Crédit photo EMMANUEL FRANCK, HUBERT HEULOT

Les partenaires sociaux négocient en ce moment la deuxième étape de la reconnaissance du parcours syndical. L’enjeu est de susciter des vocations, alors que de plus en plus de sujets sont confiés à la négociation d’entreprise. Les initiatives se sont multipliées ces dernières années, s’imposant comme un thème de progrès, mais il leur manque un cap.
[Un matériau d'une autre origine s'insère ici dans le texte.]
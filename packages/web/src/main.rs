use dioxus::prelude::*;

use ui::views::agency::{AgencyInfrastructure, AgencyProfileView, AgencyWelfare};
use ui::views::citizen::{
    CitizenAssets, CitizenDocuments, CitizenFamily, CitizenFinances, CitizenInfrastructure,
    CitizenIssues, CitizenProfileView, CitizenWelfare,
};
use ui::views::employee::{
    EmployeeAssets, EmployeeDocuments, EmployeeEnvironment, EmployeeFamily, EmployeeFinances,
    EmployeeInfrastructure, EmployeeIssues, EmployeeProfileView, EmployeeWelfare,
};
use ui::views::{AdminDashboard, Home, Login, NotFound, Register};
use ui::{AuthProvider, Navbar};

#[derive(Debug, Clone, Routable, PartialEq)]
#[rustfmt::skip]
enum Route {
    #[layout(AppShell)]
        #[route("/")]
        Home {},
        #[route("/signup")]
        Register {},
        #[route("/signin")]
        Login {},

        #[route("/citizen/assets")]
        CitizenAssets {},
        #[route("/citizen/family")]
        CitizenFamily {},
        #[route("/citizen/documents")]
        CitizenDocuments {},
        #[route("/citizen/finances")]
        CitizenFinances {},
        #[route("/citizen/welfare")]
        CitizenWelfare {},
        #[route("/citizen/issues")]
        CitizenIssues {},
        #[route("/citizen/infrastructure")]
        CitizenInfrastructure {},
        #[route("/citizen/profile")]
        CitizenProfileView {},

        #[route("/employee/assets")]
        EmployeeAssets {},
        #[route("/employee/family")]
        EmployeeFamily {},
        #[route("/employee/issues")]
        EmployeeIssues {},
        #[route("/employee/documents")]
        EmployeeDocuments {},
        #[route("/employee/finances")]
        EmployeeFinances {},
        #[route("/employee/welfare-scheme")]
        EmployeeWelfare {},
        #[route("/employee/infrastructure")]
        EmployeeInfrastructure {},
        #[route("/employee/environment")]
        EmployeeEnvironment {},
        #[route("/employee/profile")]
        EmployeeProfileView {},

        #[route("/admin")]
        AdminDashboard {},

        #[route("/govt_welf")]
        AgencyWelfare {},
        #[route("/govt_infra")]
        AgencyInfrastructure {},
        #[route("/govt/profile")]
        AgencyProfileView {},

        #[route("/:..segments")]
        NotFound { segments: Vec<String> },
}

const MAIN_CSS: Asset = asset!("/assets/main.css");

fn main() {
    dioxus::launch(App);
}

#[component]
fn App() -> Element {
    // The launcher's logger is only installed once the app is running.
    use_hook(|| tracing::info!("Starting panchayat portal"));

    rsx! {
        // Global app resources
        document::Link { rel: "stylesheet", href: MAIN_CSS }

        AuthProvider {
            Router::<Route> {}
        }
    }
}

/// Navbar above whichever screen the route selects.
#[component]
fn AppShell() -> Element {
    rsx! {
        Navbar {}
        main {
            class: "app-shell",
            Outlet::<Route> {}
        }
    }
}

#[cfg(test)]
mod tests {
    use api::{sections, Identity, Role, Section, UserType};

    use super::*;

    fn identity(user_type: UserType, role: &str) -> Identity {
        Identity {
            user_type: Some(user_type),
            role: role.to_string(),
            user_name: "someone".to_string(),
            ..Identity::default()
        }
    }

    /// Every menu entry must land on a real screen, never the 404 page.
    #[test]
    fn test_every_section_path_routes() {
        let mut who = vec![Identity::default()];
        for role in Role::EMPLOYEE {
            who.push(identity(UserType::PanchayatEmployee, role.as_str()));
        }
        for role in Role::AGENCY {
            who.push(identity(UserType::GovernmentAgency, role.as_str()));
        }
        who.push(identity(UserType::Citizen, ""));
        who.push(identity(UserType::Admin, ""));

        for identity in &who {
            for section in sections(identity) {
                let route: Route = section
                    .path()
                    .parse()
                    .unwrap_or_else(|_| panic!("{section:?} has no route"));
                assert!(
                    !matches!(route, Route::NotFound { .. }),
                    "{section:?} routes to the 404 page"
                );
            }
        }
        assert_eq!(
            "/nowhere".parse::<Route>().ok(),
            Some(Route::NotFound {
                segments: vec!["nowhere".to_string()]
            })
        );
        assert_eq!(Section::Home.path().parse::<Route>().ok(), Some(Route::Home {}));
    }
}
Beaucoup de réflexions, des pistes, mais rien de vraiment probant pour le moment : la valorisation de l’expérience syndicale a beau être, depuis plusieurs années, à l’agenda des gouvernements, des partenaires sociaux, des associations et des chercheurs, personne n’a encore trouvé la martingale qui permettra de banaliser un mandat. Celui-ci demeure une source de discriminations, qu’un observatoire tente désormais de recenser (lire Entreprise & Carrières n° 1219 du 16 décembre 2014). Et, selon une étude non publiée de Thomas Breda et Jérôme Bourdieu, deux chercheurs de l’École d’économie de Paris, les représentants du personnel syndiqués perçoivent 4 % de moins que les autres salariés (lire l’article p. 21).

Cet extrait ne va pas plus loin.